Projeto inovador desenvolvido por professora da UFF une gamificação, tecnologia e inclusão para o ensino da Língua Brasileira de Sinais (Libras).
Por Gabriel Guimarães
Fonte site UFF
No Brasil, mais de 90% das crianças surdas nascem em famílias ouvintes que não dominam a Língua Brasileira de Sinais (Libras). Esse contexto costuma resultar em um acesso tardio à língua de sinais, o que pode comprometer o desenvolvimento pleno da linguagem, da cognição e da socialização dessas crianças. Mas e se a tecnologia pudesse ajudar a encurtar essa distância?
É com esse propósito que a fonoaudióloga e professora da Universidade Federal Fluminense (UFF), Priscila Starosky, desenvolveu o “Hora da Libras”, um aplicativo educativo gamificado, voltado para o desenvolvimento semântico-lexical e fonológico da Libras. O intuito é transformar o desenvolvimento da língua de sinais em uma experiência mais lúdica, visual e interativa. O jogo educativo, segundo a docente, tem grande potencial de transformar a maneira de como as crianças surdas aprendem sua língua materna: “Desde o meu mestrado, venho estudando a relação entre a brincadeira e o desenvolvimento da linguagem, agora, estamos levando essa pesquisa para o mundo digital, criando um jogo que utiliza a Libras como primeira língua.”
O projeto recebeu fomento do CNPq e da FAPERJ, por meio de bolsas de iniciação científica e tecnológica, o que permitiu o avanço das pesquisas e o envolvimento de estudantes em diferentes áreas.
A urgência de uma solução digital
A pandemia de Covid-19 foi um fator determinante para o projeto tomar forma. O distanciamento social, iniciado em 2020, agravou a situação de muitos alunos surdos, que ficaram sem acesso ao ensino e a qualquer suporte em Libras. “A realidade das crianças surdas no interior do Rio de Janeiro era extremamente difícil. Durante a pandemia, muitas famílias que nem conheciam Libras tiveram que se adaptar rapidamente. Nesse contexto, me vi com a minha equipe, tentando buscar alternativas para essas famílias”, explica a professora.
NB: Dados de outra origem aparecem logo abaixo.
use anyhow::{Context, Result};
use tracing::info;

use traffic_state_server::replay;
use traffic_state_server::types::SECOND_NS;
use traffic_state_server::{FcdKernel, MetricStore, RoadNetwork, ServerConfig};

fn main() -> Result<()> {
    tracing_subscriber::fmt()
        .with_env_filter(
            tracing_subscriber::EnvFilter::try_from_default_env()
                .unwrap_or_else(|_| "traffic_state_server=info".into()),
        )
        .init();

    info!("🚦 Traffic State Estimation Server starting");

    let config_path = std::env::args()
        .nth(1)
        .unwrap_or_else(|| "config.yaml".to_string());
    let config = ServerConfig::load(&config_path)?;
    info!("✓ Configuration loaded from {}", config_path);

    let network = RoadNetwork::from_file(&config.road_network_path)
        .context("a road network description is required to start")?;
    info!("✓ Road network loaded ({} connections)", network.len());

    let database_file = config.database_file();
    let store = MetricStore::open(
        &database_file,
        config.storage_backend,
        &network,
        config.is_persistent,
    )
    .with_context(|| format!("failed to open metric store at {}", database_file.display()))?;
    info!("✓ Metric store ready at {}", database_file.display());

    let mut kernel = FcdKernel::new(&config, network, store);

    let replay_stats = replay::replay_trace(&config.fcd_trace_path, &mut kernel)?;
    info!(
        "✓ Trace replayed: {} updates, {} records, {} malformed lines, {:.0} s simulated",
        replay_stats.updates,
        replay_stats.records,
        replay_stats.skipped_lines,
        replay_stats.last_time_ns as f64 / SECOND_NS as f64
    );

    kernel
        .shutdown(replay_stats.last_time_ns)
        .context("kernel shutdown failed")?;
    info!("🏁 Done");
    Ok(())
}
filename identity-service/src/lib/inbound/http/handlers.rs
use axum::extract::rejection::JsonRejection;
use axum::http::StatusCode;
use axum::response::IntoResponse;
use axum::response::Response;
use axum::Json;
use serde::Serialize;

use crate::domain::identity::models::AccessToken;
use crate::identity::errors::IdentityError;

pub mod health;
pub mod register;
pub mod sign_in;

pub const USERNAME_TAKEN_MESSAGE: &str = "Username already taken.";
pub const INVALID_CREDENTIALS_MESSAGE: &str = "Invalid credentials.";
pub const INTERNAL_ERROR_MESSAGE: &str = "Internal server error.";

#[derive(Debug, Clone)]
pub struct ApiSuccess<T: Serialize + PartialEq>(StatusCode, Json<T>);

impl<T> PartialEq for ApiSuccess<T>
where
    T: Serialize + PartialEq,
{
    fn eq(&self, other: &Self) -> bool {
        self.0 == other.0 && self.1 .0 == other.1 .0
    }
}

impl<T: Serialize + PartialEq> ApiSuccess<T> {
    pub fn new(status: StatusCode, data: T) -> Self {
        ApiSuccess(status, Json(data))
    }
}

impl<T: Serialize + PartialEq> IntoResponse for ApiSuccess<T> {
    fn into_response(self) -> Response {
        (self.0, self.1).into_response()
    }
}

#[derive(Debug, Clone, PartialEq, Eq)]
pub enum ApiError {
    InternalServerError(String),
    UnprocessableEntity(String),
    BadRequest(String),
    Conflict(String),
    Unauthorized(String),
}

impl ApiError {
    pub fn invalid_credentials() -> Self {
        ApiError::Unauthorized(INVALID_CREDENTIALS_MESSAGE.to_string())
    }
}

impl IntoResponse for ApiError {
    fn into_response(self) -> Response {
        let (status, message) = match self {
            ApiError::InternalServerError(msg) => (StatusCode::INTERNAL_SERVER_ERROR, msg),
            ApiError::UnprocessableEntity(msg) => (StatusCode::UNPROCESSABLE_ENTITY, msg),
            ApiError::BadRequest(msg) => (StatusCode::BAD_REQUEST, msg),
            ApiError::Conflict(msg) => (StatusCode::CONFLICT, msg),
            ApiError::Unauthorized(msg) => (StatusCode::UNAUTHORIZED, msg),
        };

        (status, Json(ApiErrorBody { err: message })).into_response()
    }
}

impl From<IdentityError> for ApiError {
    fn from(err: IdentityError) -> Self {
        match err {
            IdentityError::UsernameTaken(_) => {
                ApiError::Conflict(USERNAME_TAKEN_MESSAGE.to_string())
            }
            IdentityError::InvalidCredentials => ApiError::invalid_credentials(),
            IdentityError::InvalidUsername(_) | IdentityError::EmptyPassword => {
                ApiError::UnprocessableEntity(err.to_string())
            }
            IdentityError::Password(_)
            | IdentityError::Token(_)
            | IdentityError::DatabaseError(_)
            | IdentityError::Unknown(_) => {
                // Diagnostic stays in the logs, the caller gets a fixed message
                tracing::error!(error = %err, "Unexpected failure");
                ApiError::InternalServerError(INTERNAL_ERROR_MESSAGE.to_string())
            }
        }
    }
}

impl From<JsonRejection> for ApiError {
    fn from(rejection: JsonRejection) -> Self {
        match rejection {
            JsonRejection::JsonDataError(_) => {
                ApiError::UnprocessableEntity(rejection.body_text())
            }
            _ => ApiError::BadRequest(rejection.body_text()),
        }
    }
}

#[derive(Debug, Clone, PartialEq, Eq, Serialize)]
pub struct ApiErrorBody {
    pub err: String,
}

#[derive(Debug, Clone, PartialEq, Eq, Serialize)]
pub struct TokenResponseData {
    pub token: String,
}

impl From<AccessToken> for TokenResponseData {
    fn from(token: AccessToken) -> Self {
        Self { token: token.0 }
    }
}
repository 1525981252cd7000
pub mod config;
pub mod domain;
pub mod inbound;
pub mod outbound;

pub use domain::identity;
pub use outbound::repositories;
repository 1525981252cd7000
use std::env;

use auth::HashingParams;
use auth::MAX_EXPIRATION_HOURS;
use config::builder::DefaultState;
use config::Config as ConfigBuilder;
use config::ConfigError;
use config::Environment;
use config::File;
use serde::Deserialize;

#[derive(Debug, Deserialize, Clone)]
pub struct Config {
    pub server: ServerConfig,
    /// Absent means the in-memory identity store is used
    pub database: Option<DatabaseConfig>,
    pub jwt: JwtConfig,
    pub hashing: HashingConfig,
}

#[derive(Debug, Deserialize, Clone)]
pub struct ServerConfig {
    pub http_port: u16,
}

#[derive(Debug, Deserialize, Clone)]
pub struct DatabaseConfig {
    pub url: String,
    #[serde(default = "DatabaseConfig::default_max_connections")]
    pub max_connections: u32,
}

impl DatabaseConfig {
    fn default_max_connections() -> u32 {
        5
    }
}

#[derive(Deserialize, Clone)]
pub struct JwtConfig {
    pub secret: String,
    /// Lifetime of issued tokens. Unset means tokens carry no `exp` claim.
    pub expiration_hours: Option<i64>,
}

impl std::fmt::Debug for JwtConfig {
    fn fmt(&self, f: &mut std::fmt::Formatter<'_>) -> std::fmt::Result {
        f.debug_struct("JwtConfig")
            .field("secret", &"<redacted>")
            .field("expiration_hours", &self.expiration_hours)
            .finish()
    }
}

#[derive(Debug, Deserialize, Clone, Copy)]
pub struct HashingConfig {
    pub memory_kib: u32,
    pub iterations: u32,
    pub parallelism: u32,
}

impl From<HashingConfig> for HashingParams {
    fn from(config: HashingConfig) -> Self {
        HashingParams {
            memory_kib: config.memory_kib,
            iterations: config.iterations,
            parallelism: config.parallelism,
        }
    }
}

impl Config {
    /// Load configuration from files with environment variable overrides
    ///
    /// Priority (highest to lowest):
    /// 1. Environment variables (JWT__SECRET, DATABASE__URL, SERVER__HTTP_PORT, etc.)
    /// 2. Environment-specific config file (config/{environment}.toml)
    /// 3. Default config file (config/default.toml)
    /// 4. Built-in defaults (no database section, so the in-memory store is used)
    pub fn load() -> Result<Self, ConfigError> {
        let run_mode = env::var("RUN_MODE").unwrap_or_else(|_| "development".to_string());

        let configuration = Self::defaults()?
            .add_source(File::with_name("config/default").required(false))
            .add_source(File::with_name(&format!("config/{}", run_mode)).required(false))
            // Example: JWT__SECRET=... overrides jwt.secret
            .add_source(Environment::default().separator("__"))
            .build()?;

        configuration.try_deserialize::<Config>()?.validate()
    }

    /// Reject values that deserialize cleanly but cannot be served.
    fn validate(self) -> Result<Self, ConfigError> {
        if let Some(hours) = self.jwt.expiration_hours {
            if !(1..=MAX_EXPIRATION_HOURS).contains(&hours) {
                return Err(ConfigError::Message(format!(
                    "jwt.expiration_hours must be between 1 and {}, got {}",
                    MAX_EXPIRATION_HOURS, hours
                )));
            }
        }

        Ok(self)
    }

    fn defaults() -> Result<config::builder::ConfigBuilder<DefaultState>, ConfigError> {
        let hashing = HashingParams::default();

        ConfigBuilder::builder()
            .set_default("server.http_port", 3000_i64)?
            .set_default("hashing.memory_kib", i64::from(hashing.memory_kib))?
            .set_default("hashing.iterations", i64::from(hashing.iterations))?
            .set_default("hashing.parallelism", i64::from(hashing.parallelism))
    }
}
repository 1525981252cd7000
use async_trait::async_trait;
use chrono::DateTime;
use chrono::Utc;
use sqlx::PgPool;
use uuid::Uuid;

use crate::domain::identity::models::Identity;
use crate::domain::identity::models::IdentityId;
use crate::domain::identity::models::Username;
use crate::domain::identity::ports::IdentityRepository;
use crate::identity::errors::IdentityError;

const USERNAME_UNIQUE_CONSTRAINT: &str = "identities_username_key";

/// PostgreSQL implementation of IdentityRepository.
///
/// Username uniqueness is enforced by the `UNIQUE` constraint on
/// `identities.username`; a violation is reported as `UsernameTaken`.
pub struct PostgresIdentityRepository {
    pool: PgPool,
}

impl PostgresIdentityRepository {
    pub fn new(pool: PgPool) -> Self {
        Self { pool }
    }
}

#[derive(sqlx::FromRow)]
struct IdentityRow {
    id: Uuid,
    username: String,
    password_hash: String,
    created_at: DateTime<Utc>,
}

impl TryFrom<IdentityRow> for Identity {
    type Error = IdentityError;

    fn try_from(row: IdentityRow) -> Result<Self, Self::Error> {
        Ok(Identity {
            id: IdentityId(row.id),
            username: Username::new(row.username)?,
            password_hash: row.password_hash,
            created_at: row.created_at,
        })
    }
}

#[async_trait]
impl IdentityRepository for PostgresIdentityRepository {
    async fn create(&self, identity: Identity) -> Result<Identity, IdentityError> {
        sqlx::query(
            r#"
            INSERT INTO identities (id, username, password_hash, created_at)
            VALUES ($1, $2, $3, $4)
            "#,
        )
        .bind(identity.id.0)
        .bind(identity.username.as_str())
        .bind(&identity.password_hash)
        .bind(identity.created_at)
        .execute(&self.pool)
        .await
        .map_err(|e| {
            if let Some(db_err) = e.as_database_error() {
                if db_err.is_unique_violation()
                    && db_err.constraint() == Some(USERNAME_UNIQUE_CONSTRAINT)
                {
                    return IdentityError::UsernameTaken(identity.username.as_str().to_string());
                }
            }
            IdentityError::DatabaseError(e.to_string())
        })?;

        Ok(identity)
    }

    async fn find_by_username(
        &self,
        username: &Username,
    ) -> Result<Option<Identity>, IdentityError> {
        let row = sqlx::query_as::<_, IdentityRow>(
            r#"
            SELECT id, username, password_hash, created_at
            FROM identities
            WHERE username = $1
            "#,
        )
        .bind(username.as_str())
        .fetch_optional(&self.pool)
        .await
        .map_err(|e| IdentityError::DatabaseError(e.to_string()))?;

        row.map(Identity::try_from).transpose()
    }
}
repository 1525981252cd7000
pub mod argon2;
pub mod errors;

pub use argon2::HashingParams;
pub use argon2::PasswordHasher;
pub use errors::PasswordError;
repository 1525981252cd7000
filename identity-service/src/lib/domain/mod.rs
pub mod identity;
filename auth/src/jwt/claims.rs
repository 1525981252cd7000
use std::collections::HashMap;

use chrono::Duration;
use chrono::Utc;
use serde::Deserialize;
use serde::Serialize;

use crate::jwt::errors::JwtError;

const USERNAME_CLAIM: &str = "username";

/// Upper bound on token lifetime (ten years).
pub const MAX_EXPIRATION_HOURS: i64 = 24 * 365 * 10;

/// JWT claims structure.
///
/// Carries the identity reference in `sub` and the username as a custom claim.
/// `exp` is only present when the issuer opts into expiring tokens.
#[derive(Debug, Clone, Default, Serialize, Deserialize, PartialEq)]
pub struct Claims {
    /// Subject (identity identifier)
    #[serde(skip_serializing_if = "Option::is_none")]
    pub sub: Option<String>,

    /// Issued at (Unix timestamp)
    #[serde(skip_serializing_if = "Option::is_none")]
    pub iat: Option<i64>,

    /// Expiration time (Unix timestamp)
    #[serde(skip_serializing_if = "Option::is_none")]
    pub exp: Option<i64>,

    /// Additional custom fields (flattened into token)
    #[serde(flatten)]
    pub extra: HashMap<String, serde_json::Value>,
}

impl Claims {
    /// Create new empty claims.
    pub fn new() -> Self {
        Self::default()
    }

    /// Build the payload for a resolved or freshly created identity.
    ///
    /// # Arguments
    /// * `identity_id` - Opaque identity reference (stored in `sub`)
    /// * `username` - Username (stored in `extra.username`)
    ///
    /// # Returns
    /// Claims with sub, iat, and username set and no expiration
    pub fn for_identity(identity_id: impl ToString, username: impl Into<String>) -> Self {
        let mut extra = HashMap::new();
        extra.insert(
            USERNAME_CLAIM.to_string(),
            serde_json::Value::String(username.into()),
        );

        Self {
            sub: Some(identity_id.to_string()),
            iat: Some(Utc::now().timestamp()),
            exp: None,
            extra,
        }
    }

    /// Set expiration relative to `iat` (or now, when `iat` is unset).
    ///
    /// `hours` must lie in `1..=MAX_EXPIRATION_HOURS`; anything else would
    /// yield a token that is already expired or an unrepresentable timestamp.
    pub fn with_expiration_hours(mut self, hours: i64) -> Result<Self, JwtError> {
        if !(1..=MAX_EXPIRATION_HOURS).contains(&hours) {
            return Err(JwtError::InvalidExpiration(hours));
        }

        let issued_at = self.iat.unwrap_or_else(|| Utc::now().timestamp());
        let exp = Duration::try_hours(hours)
            .and_then(|lifetime| issued_at.checked_add(lifetime.num_seconds()))
            .ok_or(JwtError::InvalidExpiration(hours))?;

        self.exp = Some(exp);
        Ok(self)
    }

    /// Get username from extra fields.
    pub fn username(&self) -> Option<&str> {
        self.extra.get(USERNAME_CLAIM).and_then(|v| v.as_str())
    }
}
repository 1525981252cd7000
pub mod handlers;
pub mod router;
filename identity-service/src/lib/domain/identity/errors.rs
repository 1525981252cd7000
use thiserror::Error;

/// Error for IdentityId parsing failures
#[derive(Debug, Clone, Error, PartialEq, Eq)]
pub enum IdentityIdError {
    #[error("Invalid UUID format: {0}")]
    InvalidFormat(String),
}

/// Error for Username validation failures
#[derive(Debug, Clone, Error, PartialEq, Eq)]
pub enum UsernameError {
    #[error("Username is empty")]
    Empty,

    #[error("Username too long: maximum {max} characters, got {actual}")]
    TooLong { max: usize, actual: usize },

    #[error("Username must not contain whitespace or control characters")]
    InvalidCharacters,
}

/// Top-level error for all identity operations
#[derive(Debug, Clone, Error)]
pub enum IdentityError {
    // Input validation errors
    #[error("Invalid username: {0}")]
    InvalidUsername(#[from] UsernameError),

    #[error("Password must not be empty")]
    EmptyPassword,

    // Domain-level errors
    #[error("Username already taken: {0}")]
    UsernameTaken(String),

    #[error("Invalid credentials")]
    InvalidCredentials,

    // Infrastructure errors
    #[error("Password hashing failed: {0}")]
    Password(#[from] auth::PasswordError),

    #[error("Token issuance failed: {0}")]
    Token(#[from] auth::JwtError),

    #[error("Database error: {0}")]
    DatabaseError(String),

    #[error("Unknown error: {0}")]
    Unknown(String),
}

impl From<auth::AuthenticationError> for IdentityError {
    fn from(err: auth::AuthenticationError) -> Self {
        match err {
            auth::AuthenticationError::InvalidCredentials => IdentityError::InvalidCredentials,
            auth::AuthenticationError::PasswordError(e) => IdentityError::Password(e),
            auth::AuthenticationError::JwtError(e) => IdentityError::Token(e),
        }
    }
}

impl From<tokio::task::JoinError> for IdentityError {
    fn from(err: tokio::task::JoinError) -> Self {
        IdentityError::Unknown(format!("Blocking task failed: {}", err))
    }
}
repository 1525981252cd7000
pub mod http;
use std::fmt;

use axum::extract::rejection::JsonRejection;
use axum::extract::State;
use axum::http::StatusCode;
use axum::Json;
use serde::Deserialize;

use super::ApiError;
use super::ApiSuccess;
use super::TokenResponseData;
use crate::domain::identity::models::Credentials;
use crate::domain::identity::models::Username;
use crate::identity::errors::IdentityError;
use crate::inbound::http::router::AppState;

pub async fn register(
    State(state): State<AppState>,
    payload: Result<Json<RegisterRequest>, JsonRejection>,
) -> Result<ApiSuccess<TokenResponseData>, ApiError> {
    let Json(body) = payload?;

    state
        .identity_service
        .register(body.try_into_credentials()?)
        .await
        .map_err(ApiError::from)
        .map(|token| ApiSuccess::new(StatusCode::CREATED, token.into()))
}

/// HTTP request body for registering an identity (raw JSON)
#[derive(Clone, PartialEq, Eq, Deserialize)]
pub struct RegisterRequest {
    username: String,
    password: String,
}

impl fmt::Debug for RegisterRequest {
    fn fmt(&self, f: &mut fmt::Formatter<'_>) -> fmt::Result {
        f.debug_struct("RegisterRequest")
            .field("username", &self.username)
            .field("password", &"<redacted>")
            .finish()
    }
}

impl RegisterRequest {
    fn try_into_credentials(self) -> Result<Credentials, IdentityError> {
        let username = Username::new(self.username)?;
        Ok(Credentials::new(username, self.password))
    }
}

#[cfg(test)]
mod tests {
    use super::*;

    #[test]
    fn test_debug_redacts_password() {
        let request: RegisterRequest =
            serde_json::from_str(r#"{"username":"alice","password":"s3cret"}"#).unwrap();

        let debug = format!("{:?}", request);
        assert!(debug.contains("alice"));
        assert!(!debug.contains("s3cret"));
    }

    #[test]
    fn test_try_into_credentials_rejects_blank_username() {
        let request: RegisterRequest =
            serde_json::from_str(r#"{"username":"  ","password":"s3cret"}"#).unwrap();

        assert!(matches!(
            request.try_into_credentials(),
            Err(IdentityError::InvalidUsername(_))
        ));
    }
}
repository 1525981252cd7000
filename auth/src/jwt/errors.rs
use thiserror::Error;

/// Error type for JWT operations.
#[derive(Debug, Clone, Error)]
pub enum JwtError {
    #[error("Signing secret is missing or empty")]
    MissingSecret,

    #[error("Failed to encode token: {0}")]
    EncodingFailed(String),

    #[error("Failed to decode token: {0}")]
    DecodingFailed(String),

    #[error("Token lifetime must be between 1 and 87600 hours, got {0}")]
    InvalidExpiration(i64),

    #[error("Token is expired")]
    TokenExpired,
}
use std::fmt;

use chrono::DateTime;
use chrono::Utc;
use uuid::Uuid;

use crate::identity::errors::IdentityIdError;
use crate::identity::errors::UsernameError;

/// Identity aggregate entity.
///
/// Binds a unique username to a derived password hash. Created once at
/// registration and never mutated afterwards. Deliberately not `Serialize`:
/// the hash must never leave the service.
#[derive(Debug, Clone)]
pub struct Identity {
    pub id: IdentityId,
    pub username: Username,
    pub password_hash: String,
    pub created_at: DateTime<Utc>,
}

/// Identity unique identifier type
#[derive(Debug, Clone, Copy, PartialEq, Eq, Hash)]
pub struct IdentityId(pub Uuid);

impl IdentityId {
    /// Generate a new random identity ID.
    ///
    /// # Returns
    /// IdentityId with random UUID v4
    pub fn new() -> Self {
        Self(Uuid::new_v4())
    }

    /// Parse an identity ID from string.
    ///
    /// # Errors
    /// * `InvalidFormat` - String is not a valid UUID
    pub fn from_string(s: &str) -> Result<Self, IdentityIdError> {
        Uuid::parse_str(s)
            .map(IdentityId)
            .map_err(|e| IdentityIdError::InvalidFormat(e.to_string()))
    }
}

impl Default for IdentityId {
    fn default() -> Self {
        Self::new()
    }
}

impl fmt::Display for IdentityId {
    fn fmt(&self, f: &mut fmt::Formatter<'_>) -> fmt::Result {
        self.0.fmt(f)
    }
}

/// Username value type
///
/// Surrounding whitespace is trimmed. The result must be 1-64 bytes and
/// contain no whitespace or control characters.
#[derive(Debug, Clone, PartialEq, Eq, Hash)]
pub struct Username(String);

impl Username {
    const MAX_LENGTH: usize = 64;

    /// Create a new valid username.
    ///
    /// # Errors
    /// * `Empty` - Nothing left after trimming
    /// * `TooLong` - Longer than 64 bytes
    /// * `InvalidCharacters` - Contains whitespace or control characters
    pub fn new(username: impl AsRef<str>) -> Result<Self, UsernameError> {
        let username = username.as_ref().trim();

        if username.is_empty() {
            return Err(UsernameError::Empty);
        }

        if username.len() > Self::MAX_LENGTH {
            return Err(UsernameError::TooLong {
                max: Self::MAX_LENGTH,
                actual: username.len(),
            });
        }

        if username
            .chars()
            .any(|c| c.is_whitespace() || c.is_control())
        {
            return Err(UsernameError::InvalidCharacters);
        }

        Ok(Self(username.to_string()))
    }

    /// Get username as string slice.
    pub fn as_str(&self) -> &str {
        &self.0
    }
}

impl fmt::Display for Username {
    fn fmt(&self, f: &mut fmt::Formatter<'_>) -> fmt::Result {
        self.0.fmt(f)
    }
}

/// Username and plaintext password as presented by a caller.
///
/// Used for both registration and sign-in. The password is consumed by the
/// service and never stored or logged.
pub struct Credentials {
    pub username: Username,
    pub password: String,
}

impl Credentials {
    pub fn new(username: Username, password: String) -> Self {
        Self { username, password }
    }
}

impl fmt::Debug for Credentials {
    fn fmt(&self, f: &mut fmt::Formatter<'_>) -> fmt::Result {
        f.debug_struct("Credentials")
            .field("username", &self.username)
            .field("password", &"<redacted>")
            .finish()
    }
}

/// Signed access token returned by registration and sign-in.
#[derive(Debug, Clone, PartialEq, Eq)]
pub struct AccessToken(pub String);

impl AccessToken {
    pub fn as_str(&self) -> &str {
        &self.0
    }
}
Ela detalha que o atendimento às famílias da região serrana do Rio de Janeiro expôs um problema recorrente: a falta de intérpretes e de suporte educacional adequado. “As crianças estavam em casa, imersas em telas, mas sem nenhum conteúdo em Libras. Isso me fez pensar: como podemos usar a tecnologia para alcançar essas crianças e ensinar Libras de uma forma que fosse realmente acessível e lúdica?”, questiona a professora.
A resposta veio por meio da colaboração com o curso de Sistemas de Informação do CEFET de Nova Friburgo. “Entramos em contato com o CEFET, que tem um curso de Sistemas de Informação, e foi maravilhoso ver a receptividade dos alunos e professores. A parceria resultou na criação de um aplicativo que poderia ser acessado por qualquer pessoa, em qualquer lugar, com apenas um celular e uma conexão à internet”, lembra Priscila.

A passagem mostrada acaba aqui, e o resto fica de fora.